Very Good Luck - Baker


----------



## GulfcoastGuy (Feb 27, 2012)

Quantum entanglement teleportation (real stuff, not scifi, ... of course it doesn't work on anything that size, yet) ... or the new media room downstairs.

GCG


----------



## beemor (Feb 29, 2012)

shades of "measure twice , cut once" . I made a king size bed once - it looked a lot smaller in the shop than going up the stairs. Had to take it apart - always use screws!


----------



## AndyL (Jun 3, 2011)

My schoolboy trigonometry says at 57" wide, if your stairs are at 42° and the doorway is 6'6" high, it should just barely fit. What you do at the top of the stairs is another matter! I'll be interested to see your solution.

I did wonder about removing floorboards but at 18" deep I guess it would probably not fit between the joists. I'm favouring Paul's suggestion, simply exchange your workshop for the living room!


----------



## JOAT (Apr 9, 2010)

I know of a guy that had a similar problem, years ago. His solution was to cut a hole in his living room floor, take out whatever he had made in one piece, then make a trapdoor in the floor, covered with a rug, in case the problem ever came up again. A bit extreme for a lot of people, but it definitely was a working solution. If you decided to go that route, take pictures.


----------



## curly1 (May 7, 2010)

I once built a duckboat in my basement, the 4x8 plywood went down all right but after attaching the 3ft nose on the boat it would not go up the stairs, after a good laugh and a few beers my brothers and I took the stairwell apart and stairs off and lifted it out the opening, might be an option for you, depending on which is more valuable, the stairwell or the entertainment centre


----------



## jw2170 (Jan 24, 2008)

PS Dick.

I forgot to mention.....beautiful piece of furniture.


----------



## dick in ia (Jul 23, 2007)

*And now for the "Rest of the Story"*

I couldn't resist starting the post the way I did and over the years I have made my share of mistakes.
I love the comments and other experiences that everyone has brought up! Your comments are what help to make this site one of the best. 

By the way, before construction, I did confirm that it would make it out of the basement if assembled but it would have been heavy and extremely difficult to transport.
The pictures below show a few shots during construction and final assembly.


----------



## jw2170 (Jan 24, 2008)

Dick, are you saying this was a trick question and no one got it right?


----------



## dick in ia (Jul 23, 2007)

jw2170 said:


> Dick, are you saying this was a trick question and no one got it right?


James,
You had it right on your first post.

Thanks for looking.
Dick


----------



## Dmeadows (Jun 28, 2011)

dick in ia said:


> I couldn't resist starting the post the way I did and over the years I have made my share of mistakes.
> I love the comments and other experiences that everyone has brought up! Your comments are what help to make this site one of the best.
> 
> By the way, before construction, I did confirm that it would make it out of the basement if assembled but it would have been heavy and extremely difficult to transport.
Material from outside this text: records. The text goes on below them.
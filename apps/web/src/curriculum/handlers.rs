//! Axum route handlers for the curriculum pages.

use axum::{
    extract::{rejection::FormRejection, State},
    response::Html,
    Form,
};
use serde_json::Value;

use crate::curriculum::models::GenerationRequest;
use crate::curriculum::page::index_page;
use crate::curriculum::pipeline::{render_response, run_submission};
use crate::curriculum::presenter::present_unreadable_form;
use crate::errors::AppError;
use crate::state::AppState;

/// GET /
///
/// The form with an empty output region.
pub async fn handle_index() -> Html<String> {
    Html(index_page(&GenerationRequest::default(), ""))
}

/// POST /
///
/// Collects the five form fields, runs the generation pipeline and returns
/// the page with its output region replaced. Pipeline failures, and form
/// bodies that cannot be decoded, are part of the page, never an HTTP error.
pub async fn handle_submit(
    State(state): State<AppState>,
    form: Result<Form<GenerationRequest>, FormRejection>,
) -> Html<String> {
    let request = match form {
        Ok(Form(request)) => request,
        Err(rejection) => {
            let output = present_unreadable_form(&rejection.body_text());
            return Html(index_page(&GenerationRequest::default(), &output));
        }
    };

    let output = run_submission(state.generator.as_ref(), &request).await;
    Html(index_page(&request, &output))
}

/// POST /api/v1/render
///
/// Runs normalize → validate → render on a raw generator body and returns
/// only the output-region fragment. Useful for checking a stored response
/// without calling the generator.
pub async fn handle_render(body: String) -> Result<Html<String>, AppError> {
    let body: Value = serde_json::from_str(&body)
        .map_err(|e| AppError::Validation(format!("Body is not valid JSON: {e}")))?;
    Ok(Html(render_response(body)))
}
//! Generator client: the single point of entry for calls to the curriculum
//! generation service.
//!
//! ARCHITECTURAL RULE: no other module talks to the generator over HTTP.
//! The pipeline only sees the `CurriculumGenerator` trait, so handlers can be
//! exercised against a stub.
//!
//! The client has no retry loop and no request timeout, and it
//! never inspects the status code: any body that decodes as JSON is handed to
//! the normalizer.

use async_trait::async_trait;
use reqwest::Client;
use serde_json::Value;
use thiserror::Error;
use tracing::debug;

use crate::curriculum::models::GenerationRequest;

/// Path of the generation endpoint, relative to the configured base URL.
pub const GENERATE_PATH: &str = "/api/generate";

#[derive(Debug, Error)]
pub enum GeneratorError {
    #[error("HTTP error: {0}")]
    Http(#[from] reqwest::Error),

    #[error("JSON parse error: {0}")]
    Parse(#[from] serde_json::Error),
}

/// Returns the decoded JSON body for a request, shape not yet inspected.
///
/// Carried in `AppState` as `Arc<dyn CurriculumGenerator>`.
#[async_trait]
pub trait CurriculumGenerator: Send + Sync {
    async fn generate(&self, request: &GenerationRequest) -> Result<Value, GeneratorError>;
}

/// Calls `POST {base_url}/api/generate` with the request as a JSON body.
#[derive(Clone)]
pub struct HttpGenerator {
    client: Client,
    endpoint: String,
}

impl HttpGenerator {
    pub fn new(base_url: &str) -> Self {
        Self {
            client: Client::new(),
            endpoint: format!("{}{GENERATE_PATH}", base_url.trim_end_matches('/')),
        }
    }

    pub fn endpoint(&self) -> &str {
        &self.endpoint
    }
}

#[async_trait]
impl CurriculumGenerator for HttpGenerator {
    async fn generate(&self, request: &GenerationRequest) -> Result<Value, GeneratorError> {
        let response = self
            .client
            .post(&self.endpoint)
            .header("content-type", "application/json")
            .json(request)
            .send()
            .await?;

        let status = response.status();
        let body = response.text().await?;

        if !status.is_success() {
            debug!("Generator returned {status}; decoding body anyway");
        }

        let decoded: Value = serde_json::from_str(&body)?;
        debug!("Generator response: {decoded}");

        Ok(decoded)
    }
}
// Curriculum request/response reconciliation and rendering.
// All generator calls go through generator_client; nothing here speaks HTTP
// to the generator directly.

pub mod handlers;
pub mod models;
pub mod normalizer;
pub mod page;
pub mod pipeline;
pub mod presenter;
pub mod renderer;
pub mod scalar;
pub mod validator;

#[cfg(test)]
mod log_capture;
Good one, Dick! The entertainment center is really nice, too!


----------



## rwbaker (Feb 25, 2010)

Companies do it too - Many (many) years ago, during my "Foxboro" introduction we were regaled with the story of the 12' magnetic flow meter and the 10' door, they torched the door, loaded the million dollar mag meter on the truck, only to have a 12 foot overpass 2 miles to the interstate, that the trucker did not compensate for the heath of the truck bed. The moral of the story is even a building full of PhD's can be dumber than we are. True story - now retired.
Baker


----------



## Mike (Nov 22, 2004)

Dick, another outstanding project. My hat is off to you.
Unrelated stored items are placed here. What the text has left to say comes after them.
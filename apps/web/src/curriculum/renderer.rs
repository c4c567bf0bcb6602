//! Renderer: turns a validated curriculum into display blocks and HTML.
//!
//! Rendering is a pure function of the curriculum. The caller replaces the
//! whole output region with the result; no block survives across renders.

use crate::curriculum::models::{Course, Curriculum, Semester};
use crate::curriculum::scalar::{text_or, verbatim_text, NOT_AVAILABLE};

const DEFAULT_TITLE: &str = "Curriculum";

// ────────────────────────────────────────────────────────────────────────────
// Display blocks
// ────────────────────────────────────────────────────────────────────────────

#[derive(Debug, Clone, PartialEq, Eq)]
pub enum DisplayBlock {
    Metadata(MetadataBlock),
    Separator,
    Semester(SemesterBlock),
}

/// Title and summary fields, with fallbacks already applied.
#[derive(Debug, Clone, PartialEq, Eq)]
pub struct MetadataBlock {
    pub title: String,
    pub level: String,
    pub industry_focus: String,
    pub total_semesters: String,
    pub weekly_hours: String,
}

#[derive(Debug, Clone, PartialEq, Eq)]
pub struct SemesterBlock {
    pub label: String,
    pub courses: Vec<CourseBlock>,
}

#[derive(Debug, Clone, PartialEq, Eq)]
pub struct CourseBlock {
    pub name: String,
    pub kind: String,
    pub description: String,
    pub hours_per_week: String,
}

// ────────────────────────────────────────────────────────────────────────────
// Block construction
// ────────────────────────────────────────────────────────────────────────────

/// Builds the metadata block followed by a separator and a semester block
/// for every semester entry, in input order.
pub fn render_blocks(curriculum: &Curriculum) -> Vec<DisplayBlock> {
    let mut blocks = Vec::with_capacity(1 + curriculum.semester_groups.len() * 2);
    blocks.push(DisplayBlock::Metadata(metadata_block(curriculum)));

    for semester in &curriculum.semester_groups {
        blocks.push(DisplayBlock::Separator);
        blocks.push(DisplayBlock::Semester(semester_block(semester)));
    }

    blocks
}

fn metadata_block(curriculum: &Curriculum) -> MetadataBlock {
    let semester_count = curriculum.semester_groups.len().to_string();

    MetadataBlock {
        title: text_or(curriculum.domain.as_ref(), DEFAULT_TITLE).to_uppercase(),
        level: text_or(curriculum.level.as_ref(), NOT_AVAILABLE),
        industry_focus: text_or(curriculum.industry_orientation.as_ref(), NOT_AVAILABLE),
        total_semesters: text_or(curriculum.semesters.as_ref(), &semester_count),
        weekly_hours: text_or(curriculum.weekly_hours.as_ref(), NOT_AVAILABLE),
    }
}

/// A semester whose `courses` is absent or not an array keeps its header
/// and gets no course blocks.
fn semester_block(semester: &Semester) -> SemesterBlock {
    SemesterBlock {
        label: verbatim_text(semester.semester.as_ref()),
        courses: semester
            .course_entries
            .as_deref()
            .unwrap_or_default()
            .iter()
            .map(course_block)
            .collect(),
    }
}

fn course_block(course: &Course) -> CourseBlock {
    CourseBlock {
        name: verbatim_text(course.name.as_ref()),
        kind: text_or(course.kind.as_ref(), NOT_AVAILABLE),
        description: text_or(course.description.as_ref(), NOT_AVAILABLE),
        hours_per_week: text_or(course.hours_per_week.as_ref(), NOT_AVAILABLE),
    }
}

// ────────────────────────────────────────────────────────────────────────────
// HTML
// ────────────────────────────────────────────────────────────────────────────

/// Serializes blocks into the markup of the output region.
pub fn blocks_to_html(blocks: &[DisplayBlock]) -> String {
    let mut html = String::new();

    for block in blocks {
        match block {
            DisplayBlock::Metadata(meta) => {
                html.push_str(&format!("<h2>{}</h2>\n", escape_html(&meta.title)));
                push_field(&mut html, "Level", &meta.level);
                push_field(&mut html, "Industry Focus", &meta.industry_focus);
                push_field(&mut html, "Total Semesters", &meta.total_semesters);
                push_field(&mut html, "Weekly Hours", &meta.weekly_hours);
            }
            DisplayBlock::Separator => html.push_str("<hr>\n"),
            DisplayBlock::Semester(semester) => {
                html.push_str(&format!(
                    "<div class=\"semester\"><h3>Semester {}</h3>\n",
                    escape_html(&semester.label)
                ));
                for course in &semester.courses {
                    html.push_str(&format!(
                        "<div class=\"course\"><strong>{}</strong>\
                         <p>Type: {}</p><p>Description: {}</p><p>Hours/Week: {}</p></div>\n",
                        escape_html(&course.name),
                        escape_html(&course.kind),
                        escape_html(&course.description),
                        escape_html(&course.hours_per_week),
                    ));
                }
                html.push_str("</div>\n");
            }
        }
    }

    html
}

/// Convenience for `blocks_to_html(&render_blocks(curriculum))`.
pub fn render_html(curriculum: &Curriculum) -> String {
    blocks_to_html(&render_blocks(curriculum))
}

fn push_field(html: &mut String, label: &str, value: &str) {
    html.push_str(&format!(
        "<p><strong>{label}:</strong> {}</p>\n",
        escape_html(value)
    ));
}

/// Escapes text for use in HTML element content and quoted attributes.
pub fn escape_html(text: &str) -> String {
    let mut escaped = String::with_capacity(text.len());
    for c in text.chars() {
        match c {
            '&' => escaped.push_str("&amp;"),
            '<' => escaped.push_str("&lt;"),
            '>' => escaped.push_str("&gt;"),
            '"' => escaped.push_str("&quot;"),
            '\'' => escaped.push_str("&#39;"),
            _ => escaped.push(c),
        }
    }
    escaped
}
Richard, save us from engineers! Returning from a canoe trip with the church youth group on the church bus we pulled into a McDonalds for a break. While the refreshments and pit stops were in progress the bus was taken next door to a gas station to refuel. With fueling complete the bus starter failed. Needless to say there were no parts stores open at 10 pm on a Saturday night. Several of the adults on the trip worked for GM and they were trying to figure out a way to modify a Chevy starter to repair the bus. All of us "kids" were restricted to the McDonalds so they would not be distracted. After an hour and a half wait I convinced one of the adults to deliver a message to the engineers: "The bus has a manual transmission and there are 30 of us here."


----------



## dick in ia (Jul 23, 2007)

Mike, I can relate to your bus story. You gave me some chuckles to start off the day.
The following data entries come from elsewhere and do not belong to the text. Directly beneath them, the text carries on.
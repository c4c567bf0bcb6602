use anyhow::{Context, Result};

const DEFAULT_GENERATOR_URL: &str = "http://127.0.0.1:5000";

/// Application configuration loaded from environment variables.
/// Every variable has a default; only malformed values fail startup.
#[derive(Debug, Clone)]
pub struct Config {
    /// Base URL of the curriculum generation service (no trailing slash).
    pub generator_url: String,
    pub port: u16,
    pub rust_log: String,
}

impl Config {
    pub fn from_env() -> Result<Self> {
        dotenvy::dotenv().ok(); // load .env if present; ignore if missing

        Ok(Config {
            generator_url: normalize_base_url(
                &std::env::var("GENERATOR_URL")
                    .unwrap_or_else(|_| DEFAULT_GENERATOR_URL.to_string()),
            ),
            port: std::env::var("PORT")
                .unwrap_or_else(|_| "8080".to_string())
                .parse::<u16>()
                .context("PORT must be a valid port number")?,
            rust_log: std::env::var("RUST_LOG").unwrap_or_else(|_| "info".to_string()),
        })
    }
}

fn normalize_base_url(raw: &str) -> String {
    raw.trim().trim_end_matches('/').to_string()
}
On another topic, I wish that I lived closer to big "D" so that I could see the Big Routers in motion. You are a little far away for a quick trip. You know about this "retired life and the busy schedule". I have the PC 3+hp and it has performed flawless for the past 8 or more years, but I am still iterested in your findings.
Dick


----------



## Mike (Nov 22, 2004)

I posted my initial observations on some of the 3+ hp routers in this thread: http://www.routerforums.com/routerf...-hp-router-comparison-testing.html#post327434

I have owned a PC 7518 for quite a few years. For the last year or so mine has been mounted on a Betterley Stacc-Vac. The photos show a 7519 (single speed version) and the smaller Stacc-Vac which fits most combo kit routers. The Stacc-Vac units improve balance when edge routing like any offset base. Note the clear plastic shield which helps contain the dust.


----------